Here's an example of how to read from this chart: Local Bus Funding was reduced by 60 to 80 per cent in 19 local transport authorities, and in those areas the local councillors responsible were 56% Conservative, 21% Liberal Democrat and 19% Labour .
The Conservatives' current instincts towards buses aren't new; Margaret Thatcher is often credited with saying that anyone over the age of 26 who uses buses "can count himself as a failure". This inability to imagine how the lives of others might differ from your own - a lack of basic human empathy - has been a severe hindrance in the long-term development of a good strategy for funding public services such as unprofitable local bus routes.
Central government gives bus services less legal protection than other council services, so that when overall council funding is cut, bus services are also reduced.2. It's the council-funded ones that are of most critical value, because they're the unprofitable routes serving the most remote and spare users, who are also not served by the rail network. Yet, it's these exact services that have the least support from central government, who exclusively favours the commercially successful routes to the extent that even the new Bus Services Act (2017) still ties bus funding to commercial contracts, as does a 2021 bus funding push.
In the midst of the failure of the commercial model, the Conservative MP Michelle Donelan wrote to her fellow, the Secretary of State for Transport, mentioning that Wiltshire, like other areas, are feeling the squeeze on public services, and pointing out that "subsidised bus services are not a statutory service, but are used when it is not economically viable for a commercial operator to run a local service that councils believe are needed".
She notes that "a significant number of my constituents have raised concerns" about the loss of services, in particular about the impact on the elderly and disabled residents. It seems that she hears the problems: local councils don't have enough money to maintain the services, and it is impacting on people's lives.
But her solution is not less of the hands-off Conservatism that got us into this mess, but rather for more corporate involvement and the removal of public funds altogether:
“I strongly believe that the future of Wiltshire´s bus service would be greatly enhanced by the ability to adopt an enhanced partnership across the county. An enhanced partnership will help ensure that all services are operated by commercial companies, with no subsidy from taxpayers, but the contracts are to run specific services as set out by a Local Transport Board, which would bring together the councils, residents associations and industry experts.”

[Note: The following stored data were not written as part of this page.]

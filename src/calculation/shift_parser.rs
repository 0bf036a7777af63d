//! Shift text parsing.
//!
//! Converts a shift typed into the schedule grid ("9am-5pm", "10-6",
//! "11pm-7am") into a [`ParsedShift`]. Parsing never fails the batch:
//! unparseable text becomes [`ParsedShift::NONE`] plus a warning.
//!
//! ## Hour interpretation
//!
//! - `am` suffix: `V mod 12`
//! - `pm` suffix: `(V mod 12) + 12`
//! - no suffix: values below 5 are afternoon (`V + 12`), everything else is
//!   taken as written, so "10-6" is 10:00-18:00 and "2-10" is 14:00-22:00.
//!
//! An end hour at or before the start hour is an overnight shift.

use std::str::FromStr;

use chrono::NaiveTime;
use rust_decimal::Decimal;
use rust_decimal::prelude::ToPrimitive;
use tracing::warn;

use crate::error::{EngineError, EngineResult};
use crate::models::{CalculationWarning, ParsedShift};

/// Text that marks a day the restaurant is closed.
pub const DEFAULT_CLOSED_DAY_MARKER: &str = "CLOSED";

/// Bare hours below this value are read as PM.
pub const BARE_HOUR_PM_CUTOFF: Decimal = Decimal::from_parts(5, 0, 0, false, 0);

const HALF_DAY_HOURS: Decimal = Decimal::from_parts(12, 0, 0, false, 0);
const FULL_DAY_HOURS: Decimal = Decimal::from_parts(24, 0, 0, false, 0);
const SECONDS_PER_HOUR: Decimal = Decimal::from_parts(3600, 0, 0, false, 0);

/// The outcome of parsing one shift string.
#[derive(Debug, Clone, PartialEq, Eq)]
pub struct ShiftParseResult {
    /// The parsed shift, or [`ParsedShift::NONE`] if the text was unusable.
    pub shift: ParsedShift,
    /// Set when the text was malformed and degraded to "no shift".
    pub warning: Option<CalculationWarning>,
}

#[derive(Debug, Clone, Copy, PartialEq, Eq)]
enum Meridiem {
    Am,
    Pm,
    Unspecified,
}

/// Parses shift text, degrading malformed input to "no shift" with a warning.
///
/// Empty text and the closed-day marker are "no shift" without a warning.
///
/// # Examples
///
/// ```
/// use labor_cost_engine::calculation::parse_shift;
/// use chrono::NaiveTime;
/// use rust_decimal::Decimal;
///
/// let result = parse_shift("9am-5pm", "CLOSED");
/// assert_eq!(result.shift.start_time, NaiveTime::from_hms_opt(9, 0, 0));
/// assert_eq!(result.shift.end_time, NaiveTime::from_hms_opt(17, 0, 0));
/// assert_eq!(result.shift.duration_hours, Decimal::from(8));
/// assert!(result.warning.is_none());
///
/// let result = parse_shift("9am to 5pm", "CLOSED");
/// assert!(!result.shift.is_worked());
/// assert!(result.warning.is_some());
/// ```
pub fn parse_shift(text: &str, closed_day_marker: &str) -> ShiftParseResult {
    match try_parse_shift(text, closed_day_marker) {
        Ok(shift) => ShiftParseResult {
            shift,
            warning: None,
        },
        Err(err) => {
            warn!(shift_text = %text, error = %err, "Treating unparseable shift as no shift");
            ShiftParseResult {
                shift: ParsedShift::NONE,
                warning: Some(CalculationWarning::from_error(&err)),
            }
        }
    }
}

/// Parses shift text, returning the reason when it cannot be interpreted.
///
/// # Errors
///
/// Returns [`EngineError::MalformedShift`] when the text does not contain
/// exactly one `-`, a side is not a number, or an hour falls outside the day.
///
/// # Examples
///
/// ```
/// use labor_cost_engine::calculation::try_parse_shift;
/// use labor_cost_engine::models::ParsedShift;
///
/// assert_eq!(try_parse_shift("CLOSED", "CLOSED").unwrap(), ParsedShift::NONE);
/// assert!(try_parse_shift("nine-five", "CLOSED").is_err());
/// ```
pub fn try_parse_shift(text: &str, closed_day_marker: &str) -> EngineResult<ParsedShift> {
    let trimmed = text.trim();
    if trimmed.is_empty() || trimmed.eq_ignore_ascii_case(closed_day_marker.trim()) {
        return Ok(ParsedShift::NONE);
    }

    let mut sides = trimmed.split('-');
    let (start_token, end_token) = match (sides.next(), sides.next(), sides.next()) {
        (Some(start), Some(end), None) => (start, end),
        (_, None, _) => return Err(malformed(text, "missing '-' between start and end")),
        _ => return Err(malformed(text, "expected exactly one '-' separator")),
    };

    let start_hour = parse_hour(start_token).map_err(|message| malformed(text, message))?;
    let mut end_hour = parse_hour(end_token).map_err(|message| malformed(text, message))?;

    if end_hour <= start_hour {
        end_hour += FULL_DAY_HOURS;
    }
    let duration_hours = (end_hour - start_hour).normalize();

    let start_time = clock_time(start_hour).map_err(|message| malformed(text, message))?;
    let end_time =
        clock_time(end_hour % FULL_DAY_HOURS).map_err(|message| malformed(text, message))?;

    Ok(ParsedShift {
        start_time: Some(start_time),
        end_time: Some(end_time),
        duration_hours,
    })
}

/// Maps one side of a shift ("9am", "5", "11 PM") to an hour in `[0, 24)`.
fn parse_hour(token: &str) -> Result<Decimal, String> {
    let lowered = token.trim().to_ascii_lowercase();
    let (number, meridiem) = if lowered.contains("am") {
        (lowered.replace("am", ""), Meridiem::Am)
    } else if lowered.contains("pm") {
        (lowered.replace("pm", ""), Meridiem::Pm)
    } else {
        (lowered.clone(), Meridiem::Unspecified)
    };

    let number = number.trim();
    if number.is_empty() {
        return Err(format!("'{}' has no hour", token.trim()));
    }
    let value =
        Decimal::from_str(number).map_err(|_| format!("'{}' is not an hour", token.trim()))?;
    if value.is_sign_negative() && !value.is_zero() {
        return Err(format!("'{}' is not an hour", token.trim()));
    }

    let hour = match meridiem {
        Meridiem::Am => value % HALF_DAY_HOURS,
        Meridiem::Pm => value % HALF_DAY_HOURS + HALF_DAY_HOURS,
        Meridiem::Unspecified if value < BARE_HOUR_PM_CUTOFF => value + HALF_DAY_HOURS,
        Meridiem::Unspecified => value,
    };

    if hour >= FULL_DAY_HOURS {
        return Err(format!("'{}' is past the end of the day", token.trim()));
    }
    Ok(hour)
}

fn clock_time(hour: Decimal) -> Result<NaiveTime, String> {
    (hour * SECONDS_PER_HOUR)
        .round()
        .to_u32()
        .and_then(|seconds| NaiveTime::from_num_seconds_from_midnight_opt(seconds, 0))
        .ok_or_else(|| format!("hour {} is not a clock time", hour.normalize()))
}

fn malformed(text: &str, message: impl Into<String>) -> EngineError {
    EngineError::MalformedShift {
        text: text.to_string(),
        message: message.into(),
    }
}
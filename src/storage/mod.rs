//! Persistence boundary for the Labor Cost Engine.
//!
//! The calculation itself never touches storage. [`LaborStore`] describes the
//! reads the storage workflow needs before a run and the keyed upserts it
//! performs afterwards, so re-running a week replaces its rows rather than
//! appending to them.

mod memory;

use chrono::NaiveDate;

use crate::config::RestaurantSettings;
use crate::error::EngineResult;
use crate::models::{DailyLaborTotal, Employee, ShiftCostEntry, ShiftTextEntry};

pub use memory::InMemoryLaborStore;

/// Storage contract used by the weekly costing workflow.
pub trait LaborStore: Send + Sync {
    /// Returns every employee known to the store, active or not.
    fn list_employees(&self) -> EngineResult<Vec<Employee>>;

    /// Returns the shift text entered for dates in `[week_start, week_end]`.
    fn list_shift_text(
        &self,
        week_start: NaiveDate,
        week_end: NaiveDate,
    ) -> EngineResult<Vec<ShiftTextEntry>>;

    /// Returns the restaurant's current settings.
    fn restaurant_settings(&self) -> EngineResult<RestaurantSettings>;

    /// Creates or replaces shift costs keyed by `(employee_id, date)`.
    fn upsert_shift_costs(&mut self, entries: &[ShiftCostEntry]) -> EngineResult<()>;

    /// Creates or replaces daily totals keyed by `date`.
    fn upsert_daily_totals(&mut self, totals: &[DailyLaborTotal]) -> EngineResult<()>;
}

It's hard to really see what's going on, because aside from some positive-thinking about the commercialist model, her letter doesn't include any factual breakdowns of which companies would want to pay into loss-making services, nor, which of those services in particular would be cut as a result of the complete removal of taxpayer money. Her instinct, fed by the Conservative approach to services in general, was that the solution should be the reduction of public funding.
But I'm not sure at all that Michelle Donelan knew what was coming in terms of government action, because in 2021, the Government had relented and promised to restore £3bn of the funding of public bus services13, under the guide of the Enhanced Partnerships that sees the money go to commercial operators as long as they promise to improve services in accordance with a locally agreed plan14. The strategy states "there can be no return to a situation where services are planned on a purely commercial basis"15. To keep to her word in her letter, she'd have to reject any of that money, but, the funding is required because the commercial model of bus services doesn't work, except on some routes in cities are large towns.